The researchers considered studying the behavior of government websites and their compliance or non-compliance with data protection laws during the COVID-19 pandemic, a time when citizen information was provided through official websites of international organizations and governments. “Our results indicate that official governmental, international organizations’ websites and other sites that serve public health information related to COVID-19 are not held to higher standards regarding respecting user privacy than the rest of the web, which is an oxymoron given the push of many of those governments for enforcing GDPR,” comments Nikolaos Laoutaris, Research Professor at IMDEA Networks.
A total of 5,500 websites of international organizations, official COVID-19 information and governments of G20 countries were analyzed: Argentina, Australia, Brazil, Canada, China, France, Germany, India, Indonesia, Italy, Japan, Mexico, Russia, Saudi Arabia, South Africa, South Korea, Turkey, UK and USA.
Types of cookies
There are several types of cookies. “There are first-party cookies, which are those created by the visited website itself, while third-party cookies are those commonly created by external agents through content embedded in the website. In addition, there is the cookie ghostwriting, in which an external entity creates the cookie on behalf of another party and therefore its origin is unknown”, highlights Srdjan Matic, Research Assistant Professor at IMDEA Software.
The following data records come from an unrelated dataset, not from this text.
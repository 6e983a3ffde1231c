//! Commitments to the endpoints of block-level and step-level bisections.
//!
//! Each commitment purpose uses its own label prefix so that, for example, a block-state hash can
//! never be replayed as a machine hash even when both commit to the same global state.

use crate::{
    errors::MachineHashError,
    hash::{keccak256, keccak256_packed},
    machine::{Machine, MachineStatus},
    types::Bytes32,
};

/// Commitment to a freshly started machine that executes `wasm_module_root` over the global state
/// committed to by `global_state_hash`.
pub fn hash_start_machine(global_state_hash: Bytes32, wasm_module_root: Bytes32) -> Bytes32 {
    Machine::start(global_state_hash, wasm_module_root).running_hash()
}

/// Commitment to a machine that halted with `status`.
///
/// Only finished machines embed the global state. Errored and too-far machines are status-only
/// commitments.
pub fn hash_end_machine(
    status: MachineStatus,
    global_state_hash: Bytes32,
) -> Result<Bytes32, MachineHashError> {
    match status {
        MachineStatus::Finished => Ok(keccak256_packed(&[
            b"Machine finished:",
            global_state_hash.as_ref(),
        ])),
        MachineStatus::Errored => Ok(keccak256(b"Machine errored:")),
        MachineStatus::TooFar => Ok(keccak256(b"Machine too far:")),
        MachineStatus::Running | MachineStatus::Blocked => {
            Err(MachineHashError::InvalidStatus(status))
        }
    }
}

/// Commitment to the state at a block boundary, used for the segments of block-level bisection.
pub fn hash_block_state(
    status: MachineStatus,
    global_state_hash: Bytes32,
) -> Result<Bytes32, MachineHashError> {
    match status {
        MachineStatus::Finished => Ok(keccak256_packed(&[
            b"Block state:",
            global_state_hash.as_ref(),
        ])),
        MachineStatus::Errored => Ok(keccak256_packed(&[
            b"Block state, errored:",
            global_state_hash.as_ref(),
        ])),
        MachineStatus::TooFar => Ok(keccak256(b"Block state, too far:")),
        MachineStatus::Running | MachineStatus::Blocked => {
            Err(MachineHashError::InvalidStatus(status))
        }
    }
}
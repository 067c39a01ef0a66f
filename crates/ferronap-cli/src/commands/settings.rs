use ferronap_core::Settings;
use serde_json::Value;

use crate::error::CliError;

pub fn run(settings: &Settings) -> Result<Value, CliError> {
    settings.validate()?;
    Ok(serde_json::to_value(settings.redacted())?)
}

#[cfg(test)]
mod tests {
    use super::*;

    #[test]
    fn prints_redacted_keys() {
        let value = run(&Settings::default()).expect("default settings");

        assert_eq!(value["AAI_PASSWORD"], "***");
        assert_eq!(value["SDC_USER_ID"], "cs0008");
    }
}
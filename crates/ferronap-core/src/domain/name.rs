use std::fmt::{Display, Formatter};

use serde::{Deserialize, Serialize};

use crate::ValidationError;

const MAX_NAME_LEN: usize = 50;

/// Name of a vendor, software product, VF or service.
///
/// Leading and trailing whitespace is trimmed; case is preserved because the
/// design service matches names case-sensitively.
#[derive(Debug, Clone, PartialEq, Eq, Hash, Serialize, Deserialize)]
#[serde(try_from = "String", into = "String")]
pub struct ResourceName(String);

impl ResourceName {
    pub fn parse(input: &str) -> Result<Self, ValidationError> {
        let trimmed = input.trim();
        if trimmed.is_empty() {
            return Err(ValidationError::EmptyName);
        }

        let len = trimmed.chars().count();
        if len > MAX_NAME_LEN {
            return Err(ValidationError::NameTooLong {
                len,
                max: MAX_NAME_LEN,
            });
        }

        for (index, ch) in trimmed.chars().enumerate() {
            let valid = ch.is_ascii_alphanumeric() || matches!(ch, ' ' | '-' | '_' | '.');
            if !valid {
                return Err(ValidationError::NameInvalidChar { ch, index });
            }
        }

        Ok(Self(trimmed.to_owned()))
    }

    pub fn as_str(&self) -> &str {
        &self.0
    }
}

impl Display for ResourceName {
    fn fmt(&self, f: &mut Formatter<'_>) -> std::fmt::Result {
        f.write_str(self.as_str())
    }
}

impl TryFrom<String> for ResourceName {
    type Error = ValidationError;

    fn try_from(value: String) -> Result<Self, Self::Error> {
        Self::parse(&value)
    }
}

impl TryFrom<&str> for ResourceName {
    type Error = ValidationError;

    fn try_from(value: &str) -> Result<Self, Self::Error> {
        Self::parse(value)
    }
}

impl From<ResourceName> for String {
    fn from(value: ResourceName) -> Self {
        value.0
    }
}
This paper also distinguishes between cookies by their duration: session cookies active only during the visit to the page or persistent cookies of short, medium or long duration.
Results: G20 government websites
Most of the websites of the G20 countries analyzed install at least one cookie without the user’s consent. Japan is the country with the lowest percentage of websites with cookies, with 77.2%, and South Korea, Saudi Arabia and Indonesia lead the ranking with almost 100%.
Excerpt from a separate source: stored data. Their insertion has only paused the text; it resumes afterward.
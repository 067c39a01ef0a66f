//! # Active and Available Inventory (A&AI)
//!
//! Cloud regions, complexes and the typed relationships that link them.
//! Inventory objects carry a `resource-version` token that the server
//! requires on delete; relationships are only created by explicit calls.

mod cloud_region;
mod complex;
mod relationship;

use std::sync::Arc;

use crate::api::ApiClient;
use crate::config::Settings;
use crate::http_client::{HttpAuth, HttpClient};

pub use cloud_region::{CloudRegion, CloudRegionList};
pub use complex::{Complex, ComplexList};
pub use relationship::{RelatedToProperty, Relationship, RelationshipData, RelationshipList};

pub const FROM_APP_ID_HEADER: &str = "X-FromAppId";
pub const TRANSACTION_ID_HEADER: &str = "X-TransactionId";

/// Inventory API client rooted at `{AAI_URL}/aai/{AAI_API_VERSION}`.
#[derive(Debug, Clone)]
pub struct AaiClient {
    api: ApiClient,
}

impl AaiClient {
    pub fn new(http: Arc<dyn HttpClient>, settings: &Settings) -> Self {
        let base_url = format!(
            "{}/aai/{}",
            settings.aai_url.trim_end_matches('/'),
            settings.aai_api_version
        );
        let api = ApiClient::new(http, base_url)
            .with_auth(HttpAuth::basic(&settings.aai_username, &settings.aai_password))
            .with_header(FROM_APP_ID_HEADER, settings.instance_id.as_str())
            .with_transaction_header(TRANSACTION_ID_HEADER)
            .with_timeout_ms(settings.default_timeout_ms);
        Self { api }
    }

    pub fn api(&self) -> &ApiClient {
        &self.api
    }
}

/// Percent-encode one path segment of an inventory key.
pub(crate) fn segment(value: &str) -> String {
    urlencoding::encode(value).into_owned()
}

#[cfg(test)]
mod tests {
    use super::*;
    use crate::http_client::{HttpMethod, ScriptedHttpClient};

    #[test]
    fn base_url_includes_api_version() {
        let settings = Settings {
            aai_url: String::from("https://aai.test:30233/"),
            aai_api_version: String::from("v19"),
            ..Settings::default()
        };
        let aai = AaiClient::new(Arc::new(ScriptedHttpClient::new()), &settings);

        assert_eq!(aai.api().base_url(), "https://aai.test:30233/aai/v19");
        let request = aai.api().request(HttpMethod::Get, "cloud-infrastructure/complexes");
        assert_eq!(
            request.headers.get("x-fromappid").map(String::as_str),
            Some("ferronap")
        );
        assert!(request.headers.contains_key("x-transactionid"));
    }

    #[test]
    fn key_segments_are_percent_encoded() {
        assert_eq!(segment("Region One/a"), "Region%20One%2Fa");
    }
}
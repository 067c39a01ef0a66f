use serde::{Deserialize, Serialize};
use tracing::info;

use crate::aai::{segment, AaiClient};
use crate::error::{OnapError, ValidationError};
use crate::http_client::HttpMethod;

const COMPLEXES_PATH: &str = "cloud-infrastructure/complexes";

/// Physical location hosting cloud regions.
#[derive(Debug, Clone, Default, PartialEq, Serialize, Deserialize)]
#[serde(rename_all = "kebab-case")]
pub struct Complex {
    pub physical_location_id: String,
    #[serde(default, skip_serializing_if = "Option::is_none")]
    pub complex_name: Option<String>,
    #[serde(default, skip_serializing_if = "Option::is_none")]
    pub physical_location_type: Option<String>,
    #[serde(default, skip_serializing_if = "Option::is_none")]
    pub data_center_code: Option<String>,
    #[serde(default, skip_serializing_if = "Option::is_none")]
    pub identity_url: Option<String>,
    #[serde(default, skip_serializing_if = "Option::is_none")]
    pub street1: Option<String>,
    #[serde(default, skip_serializing_if = "Option::is_none")]
    pub street2: Option<String>,
    #[serde(default, skip_serializing_if = "Option::is_none")]
    pub city: Option<String>,
    #[serde(default, skip_serializing_if = "Option::is_none")]
    pub state: Option<String>,
    #[serde(default, skip_serializing_if = "Option::is_none")]
    pub postal_code: Option<String>,
    #[serde(default, skip_serializing_if = "Option::is_none")]
    pub country: Option<String>,
    #[serde(default, skip_serializing_if = "Option::is_none")]
    pub region: Option<String>,
    #[serde(default, skip_serializing_if = "Option::is_none")]
    pub latitude: Option<String>,
    #[serde(default, skip_serializing_if = "Option::is_none")]
    pub longitude: Option<String>,
    #[serde(default, skip_serializing_if = "Option::is_none")]
    pub elevation: Option<String>,
    #[serde(default, skip_serializing_if = "Option::is_none")]
    pub lata: Option<String>,
    #[serde(default, skip_serializing_if = "Option::is_none")]
    pub resource_version: Option<String>,
}

#[derive(Debug, Clone, Default, Deserialize)]
pub struct ComplexList {
    #[serde(default)]
    pub complex: Vec<Complex>,
}

impl Complex {
    pub fn new(physical_location_id: impl Into<String>) -> Self {
        Self {
            physical_location_id: physical_location_id.into(),
            ..Self::default()
        }
    }

    pub fn with_name(mut self, name: impl Into<String>) -> Self {
        self.complex_name = Some(name.into());
        self
    }

    pub(crate) fn path(physical_location_id: &str) -> String {
        format!("{COMPLEXES_PATH}/complex/{}", segment(physical_location_id))
    }
}

impl AaiClient {
    pub async fn complexes(&self) -> Result<Vec<Complex>, OnapError> {
        let list: Option<ComplexList> = self
            .api()
            .get_json_optional("complex.list", COMPLEXES_PATH)
            .await?;
        Ok(list.map(|list| list.complex).unwrap_or_default())
    }

    pub async fn complex(&self, physical_location_id: &str) -> Result<Complex, OnapError> {
        self.api()
            .get_json_optional("complex.get", &Complex::path(physical_location_id))
            .await?
            .ok_or_else(|| OnapError::NotFound {
                resource: "complex",
                name: physical_location_id.to_owned(),
            })
    }

    /// Create (or replace) `complex` and return it as stored.
    pub async fn create_complex(&self, complex: &Complex) -> Result<Complex, OnapError> {
        if complex.physical_location_id.trim().is_empty() {
            return Err(ValidationError::EmptyField {
                field: "physical-location-id",
            }
            .into());
        }
        let path = Complex::path(&complex.physical_location_id);
        self.api()
            .send_json("complex.create", HttpMethod::Put, &path, complex)
            .await?;
        info!(physical_location_id = %complex.physical_location_id, "complex created");
        self.complex(&complex.physical_location_id).await
    }

    pub async fn delete_complex(&self, complex: &Complex) -> Result<(), OnapError> {
        let resource_version = complex
            .resource_version
            .as_deref()
            .ok_or(ValidationError::EmptyField {
                field: "resource-version",
            })?;
        let path = format!(
            "{}?resource-version={}",
            Complex::path(&complex.physical_location_id),
            segment(resource_version)
        );
        let request = self.api().request(HttpMethod::Delete, &path);
        self.api().send("complex.delete", request).await?;
        info!(physical_location_id = %complex.physical_location_id, "complex deleted");
        Ok(())
    }
}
Together, third-party cookies and third-party tracking cookies add up from about 30% in the case of Germany to 95% in the case of Russia. Germany is the only country where this percentage decreases significantly, with only 9% of official websites including a TPT cookie.
In 16 of the 19 countries analyzed, more than 50% of TP and TPT cookies take more than one day to expire.
The study shows that around 95% of the websites of international organizations set cookies and around 60% of these websites use at least one third-party cookie. Matic explains that “there are no special measures to neutralize third-party cookies on these websites since 52% of the websites of international organizations set at least one cookie associated with a tracker”.
Results: COVID-19 wbsites
More than 99% of the websites analyzed in the COVID-19 information study add at least one cookie without the user’s consent. In contrast, there is a lower presence of third-party cookies, at around 62%.
As Laoutaris points out, with this publication the research team aims to “put more pressure on governments to clean up their own house first and, by doing so, set an example and be more convincing about the importance of implementing the GDPR in practice”.